## Line Graphs: Eigenvalue and Effective Dimension Trends
### Overview
The image contains two line graphs. The left graph displays multiple decaying curves representing eigenvalue magnitudes across logarithmic indices, while the right graph shows a monotonic increase in effective dimension with logarithmic sample size.
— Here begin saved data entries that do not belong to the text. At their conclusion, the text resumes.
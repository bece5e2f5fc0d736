//! Connection confirmation latch
//!
//! Correlates low-level connect observations against the expected peer
//! set. Each expected address counts exactly once; addresses outside the
//! set and repeat observations for an already-counted address are
//! ignored, so duplicate transport notifications can never over-count or
//! underflow.

use std::collections::HashSet;

use crate::types::PeerAddr;

/// Countdown over the expected peer set for one connect cycle
#[derive(Debug)]
pub struct ConfirmLatch {
    expected: HashSet<PeerAddr>,
    seen: HashSet<PeerAddr>,
}

impl ConfirmLatch {
    /// Build a latch expecting every given address once
    pub fn new(expected: impl IntoIterator<Item = PeerAddr>) -> Self {
        Self {
            expected: expected.into_iter().collect(),
            seen: HashSet::new(),
        }
    }

    /// Record a connect observation for an address
    ///
    /// Returns `true` only when the address is expected and not yet
    /// counted.
    pub fn observe(&mut self, addr: &PeerAddr) -> bool {
        if !self.expected.contains(addr) {
            return false;
        }
        self.seen.insert(addr.clone())
    }

    /// Whether every expected address has been observed
    ///
    /// An empty expected set is complete from the start.
    pub fn is_complete(&self) -> bool {
        self.seen.len() == self.expected.len()
    }

    /// Addresses still awaited
    pub fn remaining(&self) -> usize {
        self.expected.len() - self.seen.len()
    }
}
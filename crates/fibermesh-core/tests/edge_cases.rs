//! Lifecycle edge cases: restart, disposal, solo fibers

use std::time::Duration;

use serde_json::json;
use tokio::runtime::Handle;
use tokio::time::timeout;

use fibermesh_core::{FiberConfig, FiberError, FiberStatus, PeerAddr, PubSubFiber, SendOptions};

fn free_addr() -> String {
    let listener = std::net::TcpListener::bind("127.0.0.1:0").expect("bind ephemeral");
    format!("127.0.0.1:{}", listener.local_addr().expect("local addr").port())
}

fn solo_config(publish: &str, monitor: bool) -> FiberConfig {
    let addrs = vec![PeerAddr::new(publish)];
    let refresh_addrs = addrs.clone();
    FiberConfig::builder()
        .publish_address(publish)
        .addresses(addrs)
        .refresh_addresses(move || {
            let addrs = refresh_addrs.clone();
            Box::pin(async move { Ok(addrs) })
        })
        .refresh_interval(Duration::from_secs(3600))
        .scheduler(Handle::current())
        .monitor_connections(monitor)
        .monitor_interval(Duration::from_millis(50))
        .build()
        .expect("valid config")
}

#[tokio::test(flavor = "multi_thread", worker_threads = 2)]
async fn test_stop_then_start_restores_ready_state() {
    let addr = free_addr();
    let fiber = PubSubFiber::new(solo_config(&addr, false));

    fiber.start().await.expect("first start");
    let fresh = fiber.debug_info().await;
    assert!(fresh.publish_ready);
    assert!(fresh.subscribe_ready);

    fiber.stop().await;
    let stopped = fiber.debug_info().await;
    assert!(!stopped.publish_ready);
    assert!(!stopped.subscribe_ready);

    fiber.start().await.expect("restart");
    let restarted = fiber.debug_info().await;
    assert!(restarted.publish_ready);
    assert!(restarted.subscribe_ready);

    fiber.dispose().await;
}

#[tokio::test(flavor = "multi_thread", worker_threads = 2)]
async fn test_stop_is_idempotent() {
    let addr = free_addr();
    let fiber = PubSubFiber::new(solo_config(&addr, false));

    fiber.start().await.expect("start");
    fiber.stop().await;
    fiber.stop().await;

    let info = fiber.debug_info().await;
    assert!(!info.publish_ready);
    assert!(!info.subscribe_ready);

    fiber.dispose().await;
}

#[tokio::test(flavor = "multi_thread", worker_threads = 2)]
async fn test_solo_fiber_confirms_immediately() {
    // A peer list containing only ourselves expects zero connections, so
    // the confirmation fires with an empty address list.
    let addr = free_addr();
    let fiber = PubSubFiber::new(solo_config(&addr, true));
    let mut status = fiber.status_channel();

    fiber.start().await.expect("start");

    let event = timeout(Duration::from_secs(5), status.recv())
        .await
        .expect("confirmation timed out")
        .expect("status stream open");
    assert_eq!(event, FiberStatus::SubsConnected { addresses: vec![] });

    fiber.dispose().await;
}

#[tokio::test(flavor = "multi_thread", worker_threads = 2)]
async fn test_send_while_stopped_is_dropped_not_queued() {
    let addr = free_addr();
    let fiber = PubSubFiber::new(solo_config(&addr, false));

    // Never started: egress has no ready publish side, so the envelope is
    // dropped. The send itself still succeeds and returns an id.
    let result = fiber.send(SendOptions::new("a", "remote", json!(1)));
    assert!(result.is_ok());

    // Starting afterwards must not replay the dropped envelope; nothing
    // here can observe it, which is the point: no queueing while unready.
    fiber.start().await.expect("start");
    fiber.dispose().await;
}

#[tokio::test(flavor = "multi_thread", worker_threads = 2)]
async fn test_dispose_closes_mailboxes_and_denies_operations() {
    let addr = free_addr();
    let fiber = PubSubFiber::new(solo_config(&addr, false));
    let mut mailbox = fiber.register_entity("alice");

    fiber.start().await.expect("start");
    fiber.dispose().await;
    fiber.dispose().await;

    assert!(matches!(
        fiber.send(SendOptions::new("a", "alice", json!(1))),
        Err(FiberError::Disposed)
    ));
    assert!(matches!(fiber.start().await, Err(FiberError::Disposed)));

    // Registry was cleared, so the mailbox stream ends.
    let next = timeout(Duration::from_secs(1), mailbox.recv())
        .await
        .expect("mailbox should close promptly");
    assert!(next.is_none());
}

#[tokio::test(flavor = "multi_thread", worker_threads = 2)]
async fn test_bind_conflict_fails_start_and_can_retry_elsewhere() {
    let addr = free_addr();
    let holder = PubSubFiber::new(solo_config(&addr, false));
    holder.start().await.expect("holder start");

    // Second fiber on the same address: bind must fail and leave it
    // publish-unready.
    let contender = PubSubFiber::new(solo_config(&addr, false));
    let result = contender.start().await;
    assert!(matches!(result, Err(FiberError::Bind(_))));
    assert!(!contender.debug_info().await.publish_ready);
    contender.dispose().await;

    holder.dispose().await;
}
Both axes use logarithmic scales, and all data points are plotted with distinct markers and colors.
### Components/Axes
**Left Graph (Eigenvalues):**
- **X-axis**: `log₁₀(index)` ranging from 0 to 4
- **Y-axis**: `log₁₀(eigenvalue)` ranging from -15 to 0
- **Legend**: Seven curves labeled with `(2m + 1)² = 10^k` where `k ∈ {0.0, 1.0, 1.4, 1.9, 2.5, 3.0, 3.5, 4.0}`
- **Markers**: Blue circles (○) for all curves
**Right Graph (Effective Dimension):**
- **X-axis**: `log₁₀(n)` ranging from 1 to 4
- **Y-axis**: `log₁₀(effective dimension)` ranging from 1.2 to 2.0
- **Legend**: Single curve labeled `(2m + 1)² = 10⁴.⁰`
- **Markers**: Green diamonds (♦)
### Detailed Analysis
**Left Graph Trends:**
1. All curves start near `log₁₀(eigenvalue) ≈ 0` at `log₁₀(index) = 0`
2. Sharp decline occurs between `log₁₀(index) = 0.5–1.5`
3. Plateau phase begins at `log₁₀(index) ≈ 2.0`, with eigenvalues stabilizing near:
- `k = 0.0`: -5
- `k = 1.0`: -8
- `k = 1.4`: -10
- `k = 1.9`: -12
- `k = 2.5`: -14
- `k = 3.0`: -15
- `k = 3.5`: -15
- `k = 4.0`: -15
**Right Graph Trends:**
1. Linear increase from `(log₁₀(n), log₁₀(eff dim)) = (1, 1.3)` to `(4, 2.0)`
2. Slope ≈ 0.25 per unit increase in `log₁₀(n)`
3. All points follow a perfect linear relationship with no scatter
### Key Observations
1. **Eigenvalue Decay**: Higher `(2m + 1)²` values (larger `k`) show steeper initial decay but similar plateau magnitudes
2. **Effective Dimension Growth**: Perfect linear relationship between `log₁₀(n)` and `log₁₀(eff dim)` suggests power-law scaling
3. **Consistency Check**: The right graph's `(2m + 1)² = 10⁴.⁰` matches the left graph's steepest decay curve (k=4.0), implying parameter coupling
### Interpretation
The left graph demonstrates that eigenvalues decay exponentially with index, with decay severity controlled by `(2m + 1)²`. The right graph reveals that effective dimension grows logarithmically with sample size `n`, following a strict power-law relationship. The matching `(2m + 1)² = 10⁴.⁰` parameter in both graphs suggests these metrics are interconnected through the same underlying system parameterization. The perfect linearity in the right graph indicates no noise or variability in the effective dimension measurement, implying either idealized conditions or deterministic system behavior.